Interested in your opinions on some questions about ordering a Seaskin Nova Suit.

I do most of my diving (pre-pandemic about 20 dives a year) in 55ºF / 13ºC water in Monterey, California. So local shore diving. I currently wear an Aqualung Solafx 8/7mm semi-dry, am usually very comfortable at a steady swim, but get cold when hovering in one spot. I am going to get into photography, and eventually Reef Check, but have no interest in going deeper than 40m.

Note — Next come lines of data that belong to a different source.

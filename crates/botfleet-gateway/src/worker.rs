// SPDX-FileCopyrightText: 2026 Botfleet Contributors
// SPDX-License-Identifier: MIT OR Apache-2.0

//! Queue workers and the maintenance sweep.
//!
//! Workers poll the durable queue and process jobs independently of the
//! webhook hot path, so acknowledgment latency never depends on Telegram
//! API latency. Delivery is at-least-once: a crash between send and ack
//! replays the job after its lease expires.

use std::sync::Arc;
use std::time::Duration;

use botfleet_core::traits::Messenger;
use botfleet_core::types::IncomingJob;
use botfleet_core::BotfleetError;
use botfleet_storage::queries::{bots, queue as queue_ops};
use botfleet_storage::{Database, QueueEntry};
use botfleet_telegram::UpdateEnvelope;
use rand::Rng;
use tokio::task::JoinHandle;
use tokio_util::sync::CancellationToken;

use crate::dedup::DedupService;
use crate::metrics;
use crate::queue::TELEGRAM_INCOMING_QUEUE;

/// Canned acknowledgments while real reply generation is not built.
const ACK_REPLIES: [&str; 5] = [
    "Got it! A smarter reply will live here soon.",
    "Message received, working on it.",
    "Still learning, but I hear you!",
    "Roger that!",
    "Hi! I'm a placeholder bot for now.",
];

/// Worker pool configuration (mirrors `[queue]` in botfleet-config).
#[derive(Debug, Clone)]
pub struct WorkerConfig {
    /// Number of worker tasks.
    pub count: usize,
    /// Idle poll interval in milliseconds.
    pub poll_interval_ms: u64,
    /// Processing lease per dequeued job, in seconds.
    pub lease_secs: u64,
    /// Base delay for the exponential retry backoff, in milliseconds.
    pub backoff_base_ms: u64,
}

/// Maintenance sweep configuration (mirrors `[queue]` in botfleet-config).
#[derive(Debug, Clone)]
pub struct SweepConfig {
    /// Seconds between sweep runs.
    pub interval_secs: u64,
    /// Retention for completed jobs, in seconds.
    pub completed_retention_secs: u64,
    /// Retention for failed jobs, in seconds.
    pub failed_retention_secs: u64,
}

/// Everything a worker needs to process a job.
#[derive(Clone)]
pub struct WorkerContext {
    pub db: Database,
    pub messenger: Arc<dyn Messenger>,
}

enum JobOutcome {
    Completed,
    Retry(BotfleetError),
}

/// Spawn the worker pool. Workers run until `cancel` fires; a job already
/// dequeued is finished before the worker exits.
pub fn spawn_workers(
    ctx: WorkerContext,
    config: WorkerConfig,
    cancel: CancellationToken,
) -> Vec<JoinHandle<()>> {
    (0..config.count.max(1))
        .map(|index| {
            let ctx = ctx.clone();
            let config = config.clone();
            let cancel = cancel.clone();
            tokio::spawn(async move { worker_loop(index, ctx, config, cancel).await })
        })
        .collect()
}

async fn worker_loop(
    index: usize,
    ctx: WorkerContext,
    config: WorkerConfig,
    cancel: CancellationToken,
) {
    tracing::debug!(worker = index, "queue worker started");
    loop {
        if cancel.is_cancelled() {
            break;
        }
        match queue_ops::dequeue(&ctx.db, TELEGRAM_INCOMING_QUEUE, config.lease_secs).await {
            Ok(Some(entry)) => {
                // Cancellation is observed between jobs only; the one in
                // hand runs to completion.
                process_entry(&ctx, entry, config.backoff_base_ms).await;
            }
            Ok(None) => idle_wait(&config, &cancel).await,
            Err(error) => {
                tracing::warn!(worker = index, error = %error, "dequeue failed");
                idle_wait(&config, &cancel).await;
            }
        }
    }
    tracing::debug!(worker = index, "queue worker stopped");
}

async fn idle_wait(config: &WorkerConfig, cancel: &CancellationToken) {
    // Jitter de-synchronizes workers that went idle together.
    let jitter = rand::thread_rng().gen_range(0..=config.poll_interval_ms / 4);
    let wait = Duration::from_millis(config.poll_interval_ms + jitter);
    tokio::select! {
        _ = tokio::time::sleep(wait) => {}
        _ = cancel.cancelled() => {}
    }
}

/// Process one leased entry and settle it: ack on completion, schedule a
/// retry (or final failure) otherwise.
async fn process_entry(ctx: &WorkerContext, entry: QueueEntry, backoff_base_ms: u64) {
    match process_job(ctx, &entry).await {
        JobOutcome::Completed => {
            if let Err(error) = queue_ops::ack(&ctx.db, entry.id).await {
                // The lease will expire and the sweep replays the job.
                tracing::warn!(job_id = entry.id, error = %error, "ack failed");
                return;
            }
            metrics::record_job_completed();
        }
        JobOutcome::Retry(cause) => {
            match queue_ops::fail(&ctx.db, entry.id, backoff_base_ms).await {
                Ok(true) => {
                    tracing::error!(
                        job_id = entry.id,
                        bot_id = %entry.bot_id,
                        error = %cause,
                        "job failed permanently"
                    );
                    metrics::record_jobs_failed(1);
                }
                Ok(false) => {
                    tracing::warn!(
                        job_id = entry.id,
                        bot_id = %entry.bot_id,
                        attempts = entry.attempts + 1,
                        error = %cause,
                        "job attempt failed, rescheduled"
                    );
                    metrics::record_jobs_retried(1);
                }
                Err(error) => {
                    tracing::warn!(job_id = entry.id, error = %error, "failure record failed");
                }
            }
        }
    }
}

async fn process_job(ctx: &WorkerContext, entry: &QueueEntry) -> JobOutcome {
    let job: IncomingJob = match serde_json::from_str(&entry.payload) {
        Ok(job) => job,
        Err(error) => {
            tracing::error!(job_id = entry.id, error = %error, "job payload unreadable, dropping");
            return JobOutcome::Completed;
        }
    };

    let envelope = match UpdateEnvelope::parse(&job.update) {
        Ok(envelope) => envelope,
        Err(error) => {
            tracing::warn!(
                job_id = entry.id,
                bot_id = %job.bot_id,
                error = %error,
                "update envelope unreadable, dropping"
            );
            return JobOutcome::Completed;
        }
    };
    let Some(chat_id) = envelope.chat_id() else {
        tracing::debug!(job_id = entry.id, bot_id = %job.bot_id, "update has no chat, nothing to send");
        return JobOutcome::Completed;
    };

    // Fresh row read; the bot may have been removed since admission. The
    // cache is not consulted here, it only serves the inbound secret check.
    let bot = match bots::get_bot(&ctx.db, &job.bot_id).await {
        Ok(Some(bot)) => bot,
        Ok(None) => {
            tracing::warn!(job_id = entry.id, bot_id = %job.bot_id, "bot gone, dropping job");
            return JobOutcome::Completed;
        }
        Err(error) => return JobOutcome::Retry(error),
    };

    let reply = compose_reply(envelope.text());
    match ctx.messenger.send_text(&bot.token, chat_id, &reply).await {
        Ok(()) => {
            tracing::info!(job_id = entry.id, bot_id = %job.bot_id, chat_id, "reply sent");
            JobOutcome::Completed
        }
        Err(error @ BotfleetError::UpstreamRejected { .. }) => {
            // The platform refused the message; retrying cannot help.
            tracing::warn!(
                job_id = entry.id,
                bot_id = %job.bot_id,
                chat_id,
                error = %error,
                "send rejected, not retrying"
            );
            JobOutcome::Completed
        }
        Err(error) => JobOutcome::Retry(error),
    }
}

/// Echo stub standing in for reply generation: a random acknowledgment,
/// plus a quote of the inbound text when there is one.
fn compose_reply(text: Option<&str>) -> String {
    let ack = ACK_REPLIES[rand::thread_rng().gen_range(0..ACK_REPLIES.len())];
    match text {
        Some(text) if !text.is_empty() => format!("{ack}\n\nYou wrote: \"{text}\""),
        _ => ack.to_string(),
    }
}

/// Spawn the maintenance sweep. The immediate first tick runs a sweep at
/// startup, reclaiming leases left over from a previous crash.
pub fn spawn_sweeper(
    db: Database,
    dedup: DedupService,
    config: SweepConfig,
    cancel: CancellationToken,
) -> JoinHandle<()> {
    tokio::spawn(async move {
        let mut interval = tokio::time::interval(Duration::from_secs(config.interval_secs.max(1)));
        loop {
            tokio::select! {
                _ = interval.tick() => run_sweep_once(&db, &dedup, &config).await,
                _ = cancel.cancelled() => {
                    tracing::info!("maintenance sweep shutting down");
                    break;
                }
            }
        }
    })
}

async fn run_sweep_once(db: &Database, dedup: &DedupService, config: &SweepConfig) {
    match queue_ops::reclaim_expired(db).await {
        Ok((requeued, failed)) => {
            if requeued > 0 || failed > 0 {
                tracing::info!(requeued, failed, "reclaimed expired job leases");
            }
            metrics::record_jobs_retried(requeued);
            metrics::record_jobs_failed(failed);
        }
        Err(error) => tracing::warn!(error = %error, "lease reclaim failed"),
    }

    match queue_ops::purge_completed(db, config.completed_retention_secs).await {
        Ok(removed) if removed > 0 => tracing::debug!(removed, "purged completed jobs"),
        Ok(_) => {}
        Err(error) => tracing::warn!(error = %error, "completed-job purge failed"),
    }
    match queue_ops::purge_failed(db, config.failed_retention_secs).await {
        Ok(removed) if removed > 0 => tracing::debug!(removed, "purged failed jobs"),
        Ok(_) => {}
        Err(error) => tracing::warn!(error = %error, "failed-job purge failed"),
    }
    match dedup.purge_expired().await {
        Ok(removed) if removed > 0 => tracing::debug!(removed, "purged expired dedup markers"),
        Ok(_) => {}
        Err(error) => tracing::warn!(error = %error, "dedup purge failed"),
    }

    match queue_ops::count_pending(db, TELEGRAM_INCOMING_QUEUE).await {
        Ok(depth) => metrics::set_queue_pending(depth as f64),
        Err(error) => tracing::warn!(error = %error, "queue depth read failed"),
    }
}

I also have never dived in a drysuit, but I will take the class.

My priorities with the options are, in descending importance, safety, in-water comfort, and cost. E.g., I would prefer to minimize air trapped in boots, so I’m going with the neoprene socks instead of integrated boots. Similarly, I would like to minimize squeeze on my neck, as I can get anxious. I’m realistically never going to be more than an hour’s drive from a dive shop, and not doing a ton of dives, so ultra reliability is not as important as ease of use. I would prefer dexterity if I can get it, the 3mm neoprene gloves I wear with my wetsuit are clumsy. Are dry gloves more dextrous?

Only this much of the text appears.